── Excerpted data
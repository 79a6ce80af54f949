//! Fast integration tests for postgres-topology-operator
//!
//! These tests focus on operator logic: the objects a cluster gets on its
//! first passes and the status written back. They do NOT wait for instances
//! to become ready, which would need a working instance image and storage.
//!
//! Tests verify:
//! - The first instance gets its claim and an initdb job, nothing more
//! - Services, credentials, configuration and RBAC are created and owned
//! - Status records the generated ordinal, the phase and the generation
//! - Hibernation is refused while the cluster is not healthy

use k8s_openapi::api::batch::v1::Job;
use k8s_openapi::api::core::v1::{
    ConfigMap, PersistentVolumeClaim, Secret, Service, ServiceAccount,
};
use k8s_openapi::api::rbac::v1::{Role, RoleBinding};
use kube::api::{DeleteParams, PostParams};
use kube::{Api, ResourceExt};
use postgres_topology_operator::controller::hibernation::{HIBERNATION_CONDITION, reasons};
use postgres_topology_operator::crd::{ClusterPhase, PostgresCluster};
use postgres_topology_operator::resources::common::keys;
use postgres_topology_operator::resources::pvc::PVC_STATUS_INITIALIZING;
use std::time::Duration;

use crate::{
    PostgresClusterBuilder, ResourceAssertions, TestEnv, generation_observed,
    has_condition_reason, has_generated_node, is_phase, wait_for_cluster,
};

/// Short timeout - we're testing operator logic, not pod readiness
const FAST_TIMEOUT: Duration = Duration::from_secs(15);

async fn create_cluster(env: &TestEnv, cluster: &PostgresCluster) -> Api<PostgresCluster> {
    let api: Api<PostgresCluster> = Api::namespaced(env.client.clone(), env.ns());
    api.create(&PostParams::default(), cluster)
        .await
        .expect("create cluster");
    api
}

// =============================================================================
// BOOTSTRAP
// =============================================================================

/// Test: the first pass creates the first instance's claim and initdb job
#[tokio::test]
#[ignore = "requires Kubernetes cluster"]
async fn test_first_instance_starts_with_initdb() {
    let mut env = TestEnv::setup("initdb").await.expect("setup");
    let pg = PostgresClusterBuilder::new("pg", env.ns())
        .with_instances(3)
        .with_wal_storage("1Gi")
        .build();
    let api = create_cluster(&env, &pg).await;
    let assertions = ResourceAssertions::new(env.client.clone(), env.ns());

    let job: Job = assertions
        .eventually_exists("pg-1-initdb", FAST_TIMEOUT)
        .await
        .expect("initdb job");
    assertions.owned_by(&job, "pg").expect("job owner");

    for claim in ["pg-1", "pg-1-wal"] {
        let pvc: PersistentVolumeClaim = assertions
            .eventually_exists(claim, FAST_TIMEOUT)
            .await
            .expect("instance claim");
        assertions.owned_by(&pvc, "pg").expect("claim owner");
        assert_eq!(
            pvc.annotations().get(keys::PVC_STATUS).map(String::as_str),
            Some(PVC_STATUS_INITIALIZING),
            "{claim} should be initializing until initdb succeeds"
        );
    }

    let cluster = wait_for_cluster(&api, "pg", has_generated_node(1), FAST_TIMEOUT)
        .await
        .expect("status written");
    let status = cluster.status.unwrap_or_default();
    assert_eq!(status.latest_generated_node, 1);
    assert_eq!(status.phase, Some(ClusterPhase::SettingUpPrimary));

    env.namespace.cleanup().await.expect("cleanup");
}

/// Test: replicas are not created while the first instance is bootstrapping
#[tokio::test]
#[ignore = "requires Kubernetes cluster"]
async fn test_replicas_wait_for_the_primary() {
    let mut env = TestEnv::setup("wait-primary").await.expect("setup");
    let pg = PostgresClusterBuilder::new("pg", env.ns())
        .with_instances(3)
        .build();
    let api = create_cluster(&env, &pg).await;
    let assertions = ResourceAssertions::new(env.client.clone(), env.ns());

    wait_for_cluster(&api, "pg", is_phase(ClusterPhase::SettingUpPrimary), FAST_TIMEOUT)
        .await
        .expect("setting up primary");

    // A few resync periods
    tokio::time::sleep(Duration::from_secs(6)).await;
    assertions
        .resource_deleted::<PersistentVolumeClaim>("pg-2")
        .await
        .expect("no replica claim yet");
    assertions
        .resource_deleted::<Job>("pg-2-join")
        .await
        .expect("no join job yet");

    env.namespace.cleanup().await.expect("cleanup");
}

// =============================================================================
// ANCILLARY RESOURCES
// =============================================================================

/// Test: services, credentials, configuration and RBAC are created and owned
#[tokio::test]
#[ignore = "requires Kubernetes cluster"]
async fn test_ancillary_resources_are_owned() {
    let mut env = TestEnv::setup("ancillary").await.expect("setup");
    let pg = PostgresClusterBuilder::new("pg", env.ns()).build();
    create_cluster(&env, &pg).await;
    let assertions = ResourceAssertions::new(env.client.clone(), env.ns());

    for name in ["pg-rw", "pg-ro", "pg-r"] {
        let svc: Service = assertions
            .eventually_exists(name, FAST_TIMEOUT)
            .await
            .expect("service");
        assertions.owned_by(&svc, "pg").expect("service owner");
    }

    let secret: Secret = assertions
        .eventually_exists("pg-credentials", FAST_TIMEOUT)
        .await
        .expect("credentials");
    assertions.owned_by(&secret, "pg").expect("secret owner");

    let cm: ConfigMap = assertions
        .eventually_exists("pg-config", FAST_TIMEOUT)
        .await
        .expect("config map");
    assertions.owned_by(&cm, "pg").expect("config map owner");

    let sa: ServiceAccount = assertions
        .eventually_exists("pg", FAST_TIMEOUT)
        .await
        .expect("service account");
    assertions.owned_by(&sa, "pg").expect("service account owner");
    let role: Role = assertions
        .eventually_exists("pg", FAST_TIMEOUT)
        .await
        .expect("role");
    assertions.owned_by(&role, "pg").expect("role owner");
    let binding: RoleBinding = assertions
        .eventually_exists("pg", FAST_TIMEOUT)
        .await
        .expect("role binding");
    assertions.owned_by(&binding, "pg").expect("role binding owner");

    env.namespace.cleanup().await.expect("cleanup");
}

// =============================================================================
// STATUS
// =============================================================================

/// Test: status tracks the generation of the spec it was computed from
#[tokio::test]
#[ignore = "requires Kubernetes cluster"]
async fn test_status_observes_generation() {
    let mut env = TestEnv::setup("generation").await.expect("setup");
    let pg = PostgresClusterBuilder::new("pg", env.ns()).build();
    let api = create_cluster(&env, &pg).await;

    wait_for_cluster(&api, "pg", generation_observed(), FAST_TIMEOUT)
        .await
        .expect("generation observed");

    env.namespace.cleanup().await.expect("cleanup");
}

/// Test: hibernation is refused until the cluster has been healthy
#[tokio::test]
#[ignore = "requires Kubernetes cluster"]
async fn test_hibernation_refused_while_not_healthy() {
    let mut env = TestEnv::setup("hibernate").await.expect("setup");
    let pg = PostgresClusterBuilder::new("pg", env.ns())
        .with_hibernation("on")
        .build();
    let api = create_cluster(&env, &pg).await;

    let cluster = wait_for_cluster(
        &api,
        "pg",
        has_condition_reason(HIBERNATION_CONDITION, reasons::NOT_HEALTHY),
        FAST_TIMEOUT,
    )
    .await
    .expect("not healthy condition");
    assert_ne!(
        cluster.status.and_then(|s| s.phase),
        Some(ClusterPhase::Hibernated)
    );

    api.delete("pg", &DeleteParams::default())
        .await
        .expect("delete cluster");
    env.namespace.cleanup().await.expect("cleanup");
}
────
Instructions to follow ::
Extract the data exactly as given.

Worked solution ::
repository 79a6ce80af54f949
//! Fast integration tests for postgres-topology-operator
//!
//! These tests focus on operator logic: the objects a cluster gets on its
//! first passes and the status written back. They do NOT wait for instances
//! to become ready, which would need a working instance image and storage.
//!
//! Tests verify:
//! - The first instance gets its claim and an initdb job, nothing more
//! - Services, credentials, configuration and RBAC are created and owned
//! - Status records the generated ordinal, the phase and the generation
//! - Hibernation is refused while the cluster is not healthy

use k8s_openapi::api::batch::v1::Job;
use k8s_openapi::api::core::v1::{
    ConfigMap, PersistentVolumeClaim, Secret, Service, ServiceAccount,
};
use k8s_openapi::api::rbac::v1::{Role, RoleBinding};
use kube::api::{DeleteParams, PostParams};
use kube::{Api, ResourceExt};
use postgres_topology_operator::controller::hibernation::{HIBERNATION_CONDITION, reasons};
use postgres_topology_operator::crd::{ClusterPhase, PostgresCluster};
use postgres_topology_operator::resources::common::keys;
use postgres_topology_operator::resources::pvc::PVC_STATUS_INITIALIZING;
use std::time::Duration;

use crate::{
    PostgresClusterBuilder, ResourceAssertions, TestEnv, generation_observed,
    has_condition_reason, has_generated_node, is_phase, wait_for_cluster,
};

/// Short timeout - we're testing operator logic, not pod readiness
const FAST_TIMEOUT: Duration = Duration::from_secs(15);

async fn create_cluster(env: &TestEnv, cluster: &PostgresCluster) -> Api<PostgresCluster> {
    let api: Api<PostgresCluster> = Api::namespaced(env.client.clone(), env.ns());
    api.create(&PostParams::default(), cluster)
        .await
        .expect("create cluster");
    api
}

// =============================================================================
// BOOTSTRAP
// =============================================================================

/// Test: the first pass creates the first instance's claim and initdb job
#[tokio::test]
#[ignore = "requires Kubernetes cluster"]
async fn test_first_instance_starts_with_initdb() {
    let mut env = TestEnv::setup("initdb").await.expect("setup");
    let pg = PostgresClusterBuilder::new("pg", env.ns())
        .with_instances(3)
        .with_wal_storage("1Gi")
        .build();
    let api = create_cluster(&env, &pg).await;
    let assertions = ResourceAssertions::new(env.client.clone(), env.ns());

    let job: Job = assertions
        .eventually_exists("pg-1-initdb", FAST_TIMEOUT)
        .await
        .expect("initdb job");
    assertions.owned_by(&job, "pg").expect("job owner");

    for claim in ["pg-1", "pg-1-wal"] {
        let pvc: PersistentVolumeClaim = assertions
            .eventually_exists(claim, FAST_TIMEOUT)
            .await
            .expect("instance claim");
        assertions.owned_by(&pvc, "pg").expect("claim owner");
        assert_eq!(
            pvc.annotations().get(keys::PVC_STATUS).map(String::as_str),
            Some(PVC_STATUS_INITIALIZING),
            "{claim} should be initializing until initdb succeeds"
        );
    }

    let cluster = wait_for_cluster(&api, "pg", has_generated_node(1), FAST_TIMEOUT)
        .await
        .expect("status written");
    let status = cluster.status.unwrap_or_default();
    assert_eq!(status.latest_generated_node, 1);
    assert_eq!(status.phase, Some(ClusterPhase::SettingUpPrimary));

    env.namespace.cleanup().await.expect("cleanup");
}

/// Test: replicas are not created while the first instance is bootstrapping
#[tokio::test]
#[ignore = "requires Kubernetes cluster"]
async fn test_replicas_wait_for_the_primary() {
    let mut env = TestEnv::setup("wait-primary").await.expect("setup");
    let pg = PostgresClusterBuilder::new("pg", env.ns())
        .with_instances(3)
        .build();
    let api = create_cluster(&env, &pg).await;
    let assertions = ResourceAssertions::new(env.client.clone(), env.ns());

    wait_for_cluster(&api, "pg", is_phase(ClusterPhase::SettingUpPrimary), FAST_TIMEOUT)
        .await
        .expect("setting up primary");

    // A few resync periods
    tokio::time::sleep(Duration::from_secs(6)).await;
    assertions
        .resource_deleted::<PersistentVolumeClaim>("pg-2")
        .await
        .expect("no replica claim yet");
    assertions
        .resource_deleted::<Job>("pg-2-join")
        .await
        .expect("no join job yet");

    env.namespace.cleanup().await.expect("cleanup");
}

// =============================================================================
// ANCILLARY RESOURCES
// =============================================================================

/// Test: services, credentials, configuration and RBAC are created and owned
#[tokio::test]
#[ignore = "requires Kubernetes cluster"]
async fn test_ancillary_resources_are_owned() {
    let mut env = TestEnv::setup("ancillary").await.expect("setup");
    let pg = PostgresClusterBuilder::new("pg", env.ns()).build();
    create_cluster(&env, &pg).await;
    let assertions = ResourceAssertions::new(env.client.clone(), env.ns());

    for name in ["pg-rw", "pg-ro", "pg-r"] {
        let svc: Service = assertions
            .eventually_exists(name, FAST_TIMEOUT)
            .await
            .expect("service");
        assertions.owned_by(&svc, "pg").expect("service owner");
    }

    let secret: Secret = assertions
        .eventually_exists("pg-credentials", FAST_TIMEOUT)
        .await
        .expect("credentials");
    assertions.owned_by(&secret, "pg").expect("secret owner");

    let cm: ConfigMap = assertions
        .eventually_exists("pg-config", FAST_TIMEOUT)
        .await
        .expect("config map");
    assertions.owned_by(&cm, "pg").expect("config map owner");

    let sa: ServiceAccount = assertions
        .eventually_exists("pg", FAST_TIMEOUT)
        .await
        .expect("service account");
    assertions.owned_by(&sa, "pg").expect("service account owner");
    let role: Role = assertions
        .eventually_exists("pg", FAST_TIMEOUT)
        .await
        .expect("role");
    assertions.owned_by(&role, "pg").expect("role owner");
    let binding: RoleBinding = assertions
        .eventually_exists("pg", FAST_TIMEOUT)
        .await
        .expect("role binding");
    assertions.owned_by(&binding, "pg").expect("role binding owner");

    env.namespace.cleanup().await.expect("cleanup");
}

// =============================================================================
// STATUS
// =============================================================================

/// Test: status tracks the generation of the spec it was computed from
#[tokio::test]
#[ignore = "requires Kubernetes cluster"]
async fn test_status_observes_generation() {
    let mut env = TestEnv::setup("generation").await.expect("setup");
    let pg = PostgresClusterBuilder::new("pg", env.ns()).build();
    let api = create_cluster(&env, &pg).await;

    wait_for_cluster(&api, "pg", generation_observed(), FAST_TIMEOUT)
        .await
        .expect("generation observed");

    env.namespace.cleanup().await.expect("cleanup");
}

/// Test: hibernation is refused until the cluster has been healthy
#[tokio::test]
#[ignore = "requires Kubernetes cluster"]
async fn test_hibernation_refused_while_not_healthy() {
    let mut env = TestEnv::setup("hibernate").await.expect("setup");
    let pg = PostgresClusterBuilder::new("pg", env.ns())
        .with_hibernation("on")
        .build();
    let api = create_cluster(&env, &pg).await;

    let cluster = wait_for_cluster(
        &api,
        "pg",
        has_condition_reason(HIBERNATION_CONDITION, reasons::NOT_HEALTHY),
        FAST_TIMEOUT,
    )
    .await
    .expect("not healthy condition");
    assert_ne!(
        cluster.status.and_then(|s| s.phase),
        Some(ClusterPhase::Hibernated)
    );

    api.delete("pg", &DeleteParams::default())
        .await
        .expect("delete cluster");
    env.namespace.cleanup().await.expect("cleanup");
}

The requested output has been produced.